Saved data entries
************

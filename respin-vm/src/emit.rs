//! Two-pass (fixed-point) layout and encoding of captured blocks.

use crate::block::{CbbExit, CbbId};
use crate::error::{Result, RewriteError};
use crate::rewriter::Rewriter;

use respin_asm::encode::{encode_one, EncodeError};
use respin_asm::InstrKind;

use tracing::debug;

/// `movabs r11, target; call r11`, used when a residual call target is
/// beyond rel32 range of the generated code.
const FAR_CALL_LEN: usize = 13;

struct BlockBytes {
    bytes: Vec<u8>,
}

impl Rewriter {
    /// Lay out every captured block (entry block first, then creation
    /// order), encode them, resolve branch displacements and commit the
    /// result to code storage. Returns the entry address and total size.
    pub(crate) fn emit_blocks(&mut self, entry: CbbId) -> Result<(u64, usize)> {
        let base = self
            .storage
            .as_ref()
            .expect("storage mapped before emission")
            .reserve(0)?;

        // The entry block leads; everything else follows in creation
        // order, which matches first-emulation order.
        let mut order: Vec<CbbId> = Vec::with_capacity(self.cbbs.len());
        order.push(entry);
        order.extend((0..self.cbbs.len()).map(CbbId).filter(|id| *id != entry));

        // Start from a pessimistic layout (every branch long, every call
        // far). Displacement distances only shrink from there, so
        // re-encoding until sizes stabilize terminates.
        let mut starts: Vec<u64> = vec![base; self.cbbs.len()];
        let mut sizes: Vec<usize> = vec![0; self.cbbs.len()];
        {
            let mut cursor = base;
            for id in &order {
                starts[id.0] = cursor;
                let b = self.encode_cbb(*id, cursor, &starts, None, true)?;
                sizes[id.0] = b.bytes.len();
                cursor += b.bytes.len() as u64;
            }
        }

        let mut encoded: Vec<BlockBytes> = Vec::new();
        for round in 0.. {
            if round > 64 {
                return Err(RewriteError::Encode(EncodeError::BranchRange { disp: 0 }));
            }
            let mut cursor = base;
            for id in &order {
                starts[id.0] = cursor;
                cursor += sizes[id.0] as u64;
            }
            encoded.clear();
            let mut changed = false;
            for (pos, id) in order.iter().enumerate() {
                let next = order.get(pos + 1).copied();
                let b = self.encode_cbb(*id, starts[id.0], &starts, next, false)?;
                if b.bytes.len() != sizes[id.0] {
                    sizes[id.0] = b.bytes.len();
                    changed = true;
                }
                encoded.push(b);
            }
            if !changed {
                break;
            }
        }

        let storage = self.storage.as_mut().expect("storage mapped");
        let mut total = 0usize;
        for (id, block) in order.iter().zip(&encoded) {
            let at = storage.push(&block.bytes)?;
            debug_assert_eq!(at, starts[id.0]);
            self.cbbs[id.0].start = Some(at);
            total += block.bytes.len();
        }

        debug!(
            blocks = order.len(),
            bytes = total,
            base = format_args!("{base:#x}"),
            "emitted captured blocks"
        );
        Ok((base, total))
    }

    /// Encode one block as placed at `at`. `pessimistic` forces maximal
    /// branch encodings for the initial layout estimate.
    fn encode_cbb(
        &self,
        id: CbbId,
        at: u64,
        starts: &[u64],
        next_in_layout: Option<CbbId>,
        pessimistic: bool,
    ) -> Result<BlockBytes> {
        let cbb = &self.cbbs[id.0];
        let mut bytes: Vec<u8> = Vec::new();

        for instr in &cbb.instrs {
            let iat = at + bytes.len() as u64;
            match instr.kind {
                InstrKind::Call => {
                    let target = instr.dst.as_imm().expect("residual call target") as u64;
                    encode_call(&mut bytes, iat, target, pessimistic)?;
                }
                _ => encode_one(instr, iat, &mut bytes)?,
            }
        }

        match cbb.exit {
            CbbExit::Ret => bytes.push(0xc3),
            CbbExit::Indirect | CbbExit::Pending => {}
            CbbExit::Jump(target) => {
                // A jump to the next block in layout is a fallthrough.
                if next_in_layout != Some(target) || pessimistic {
                    let iat = at + bytes.len() as u64;
                    emit_jmp(&mut bytes, iat, starts[target.0], pessimistic);
                }
            }
            CbbExit::Branch {
                cond,
                taken,
                fallthrough,
            } => {
                let iat = at + bytes.len() as u64;
                emit_jcc(&mut bytes, iat, starts[taken.0], cond, pessimistic);
                if next_in_layout != Some(fallthrough) || pessimistic {
                    let iat = at + bytes.len() as u64;
                    emit_jmp(&mut bytes, iat, starts[fallthrough.0], pessimistic);
                }
            }
        }

        Ok(BlockBytes { bytes })
    }
}

fn emit_jmp(bytes: &mut Vec<u8>, at: u64, target: u64, long: bool) {
    let short = target.wrapping_sub(at + 2) as i64;
    if !long && i8::try_from(short).is_ok() {
        bytes.push(0xeb);
        bytes.push(short as u8);
    } else {
        let disp = target.wrapping_sub(at + 5) as i64 as i32;
        bytes.push(0xe9);
        bytes.extend_from_slice(&disp.to_le_bytes());
    }
}

fn emit_jcc(bytes: &mut Vec<u8>, at: u64, target: u64, cond: respin_asm::Cond, long: bool) {
    let short = target.wrapping_sub(at + 2) as i64;
    if !long && i8::try_from(short).is_ok() {
        bytes.push(0x70 | cond.nibble());
        bytes.push(short as u8);
    } else {
        let disp = target.wrapping_sub(at + 6) as i64 as i32;
        bytes.push(0x0f);
        bytes.push(0x80 | cond.nibble());
        bytes.extend_from_slice(&disp.to_le_bytes());
    }
}

/// A residual call either reaches its original target with rel32 or goes
/// through a scratch register.
fn encode_call(bytes: &mut Vec<u8>, at: u64, target: u64, pessimistic: bool) -> Result<()> {
    let disp = target.wrapping_sub(at + 5) as i64;
    if !pessimistic && i32::try_from(disp).is_ok() {
        bytes.push(0xe8);
        bytes.extend_from_slice(&(disp as i32).to_le_bytes());
        return Ok(());
    }
    if pessimistic {
        bytes.resize(bytes.len() + FAR_CALL_LEN, 0x90);
        return Ok(());
    }
    // movabs r11, target
    bytes.extend_from_slice(&[0x49, 0xbb]);
    bytes.extend_from_slice(&target.to_le_bytes());
    // call r11
    bytes.extend_from_slice(&[0x41, 0xff, 0xd3]);
    Ok(())
}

************

PROBLEM DETAILS: Each entry shown above must be retyped word for word.

EXERCISE SOLUTION:
filename respin-vm/src/emit.rs
//! Two-pass (fixed-point) layout and encoding of captured blocks.

use crate::block::{CbbExit, CbbId};
use crate::error::{Result, RewriteError};
use crate::rewriter::Rewriter;

use respin_asm::encode::{encode_one, EncodeError};
use respin_asm::InstrKind;

use tracing::debug;

/// `movabs r11, target; call r11`, used when a residual call target is
/// beyond rel32 range of the generated code.
const FAR_CALL_LEN: usize = 13;

struct BlockBytes {
    bytes: Vec<u8>,
}

impl Rewriter {
    /// Lay out every captured block (entry block first, then creation
    /// order), encode them, resolve branch displacements and commit the
    /// result to code storage. Returns the entry address and total size.
    pub(crate) fn emit_blocks(&mut self, entry: CbbId) -> Result<(u64, usize)> {
        let base = self
            .storage
            .as_ref()
            .expect("storage mapped before emission")
            .reserve(0)?;

        // The entry block leads; everything else follows in creation
        // order, which matches first-emulation order.
        let mut order: Vec<CbbId> = Vec::with_capacity(self.cbbs.len());
        order.push(entry);
        order.extend((0..self.cbbs.len()).map(CbbId).filter(|id| *id != entry));

        // Start from a pessimistic layout (every branch long, every call
        // far). Displacement distances only shrink from there, so
        // re-encoding until sizes stabilize terminates.
        let mut starts: Vec<u64> = vec![base; self.cbbs.len()];
        let mut sizes: Vec<usize> = vec![0; self.cbbs.len()];
        {
            let mut cursor = base;
            for id in &order {
                starts[id.0] = cursor;
                let b = self.encode_cbb(*id, cursor, &starts, None, true)?;
                sizes[id.0] = b.bytes.len();
                cursor += b.bytes.len() as u64;
            }
        }

        let mut encoded: Vec<BlockBytes> = Vec::new();
        for round in 0.. {
            if round > 64 {
                return Err(RewriteError::Encode(EncodeError::BranchRange { disp: 0 }));
            }
            let mut cursor = base;
            for id in &order {
                starts[id.0] = cursor;
                cursor += sizes[id.0] as u64;
            }
            encoded.clear();
            let mut changed = false;
            for (pos, id) in order.iter().enumerate() {
                let next = order.get(pos + 1).copied();
                let b = self.encode_cbb(*id, starts[id.0], &starts, next, false)?;
                if b.bytes.len() != sizes[id.0] {
                    sizes[id.0] = b.bytes.len();
                    changed = true;
                }
                encoded.push(b);
            }
            if !changed {
                break;
            }
        }

        let storage = self.storage.as_mut().expect("storage mapped");
        let mut total = 0usize;
        for (id, block) in order.iter().zip(&encoded) {
            let at = storage.push(&block.bytes)?;
            debug_assert_eq!(at, starts[id.0]);
            self.cbbs[id.0].start = Some(at);
            total += block.bytes.len();
        }

        debug!(
            blocks = order.len(),
            bytes = total,
            base = format_args!("{base:#x}"),
            "emitted captured blocks"
        );
        Ok((base, total))
    }

    /// Encode one block as placed at `at`. `pessimistic` forces maximal
    /// branch encodings for the initial layout estimate.
    fn encode_cbb(
        &self,
        id: CbbId,
        at: u64,
        starts: &[u64],
        next_in_layout: Option<CbbId>,
        pessimistic: bool,
    ) -> Result<BlockBytes> {
        let cbb = &self.cbbs[id.0];
        let mut bytes: Vec<u8> = Vec::new();

        for instr in &cbb.instrs {
            let iat = at + bytes.len() as u64;
            match instr.kind {
                InstrKind::Call => {
                    let target = instr.dst.as_imm().expect("residual call target") as u64;
                    encode_call(&mut bytes, iat, target, pessimistic)?;
                }
                _ => encode_one(instr, iat, &mut bytes)?,
            }
        }

        match cbb.exit {
            CbbExit::Ret => bytes.push(0xc3),
            CbbExit::Indirect | CbbExit::Pending => {}
            CbbExit::Jump(target) => {
                // A jump to the next block in layout is a fallthrough.
                if next_in_layout != Some(target) || pessimistic {
                    let iat = at + bytes.len() as u64;
                    emit_jmp(&mut bytes, iat, starts[target.0], pessimistic);
                }
            }
            CbbExit::Branch {
                cond,
                taken,
                fallthrough,
            } => {
                let iat = at + bytes.len() as u64;
                emit_jcc(&mut bytes, iat, starts[taken.0], cond, pessimistic);
                if next_in_layout != Some(fallthrough) || pessimistic {
                    let iat = at + bytes.len() as u64;
                    emit_jmp(&mut bytes, iat, starts[fallthrough.0], pessimistic);
                }
            }
        }

        Ok(BlockBytes { bytes })
    }
}

fn emit_jmp(bytes: &mut Vec<u8>, at: u64, target: u64, long: bool) {
    let short = target.wrapping_sub(at + 2) as i64;
    if !long && i8::try_from(short).is_ok() {
        bytes.push(0xeb);
        bytes.push(short as u8);
    } else {
        let disp = target.wrapping_sub(at + 5) as i64 as i32;
        bytes.push(0xe9);
        bytes.extend_from_slice(&disp.to_le_bytes());
    }
}

fn emit_jcc(bytes: &mut Vec<u8>, at: u64, target: u64, cond: respin_asm::Cond, long: bool) {
    let short = target.wrapping_sub(at + 2) as i64;
    if !long && i8::try_from(short).is_ok() {
        bytes.push(0x70 | cond.nibble());
        bytes.push(short as u8);
    } else {
        let disp = target.wrapping_sub(at + 6) as i64 as i32;
        bytes.push(0x0f);
        bytes.push(0x80 | cond.nibble());
        bytes.extend_from_slice(&disp.to_le_bytes());
    }
}

/// A residual call either reaches its original target with rel32 or goes
/// through a scratch register.
fn encode_call(bytes: &mut Vec<u8>, at: u64, target: u64, pessimistic: bool) -> Result<()> {
    let disp = target.wrapping_sub(at + 5) as i64;
    if !pessimistic && i32::try_from(disp).is_ok() {
        bytes.push(0xe8);
        bytes.extend_from_slice(&(disp as i32).to_le_bytes());
        return Ok(());
    }
    if pessimistic {
        bytes.resize(bytes.len() + FAR_CALL_LEN, 0x90);
        return Ok(());
    }
    // movabs r11, target
    bytes.extend_from_slice(&[0x49, 0xbb]);
    bytes.extend_from_slice(&target.to_le_bytes());
    // call r11
    bytes.extend_from_slice(&[0x41, 0xff, 0xd3]);
    Ok(())
}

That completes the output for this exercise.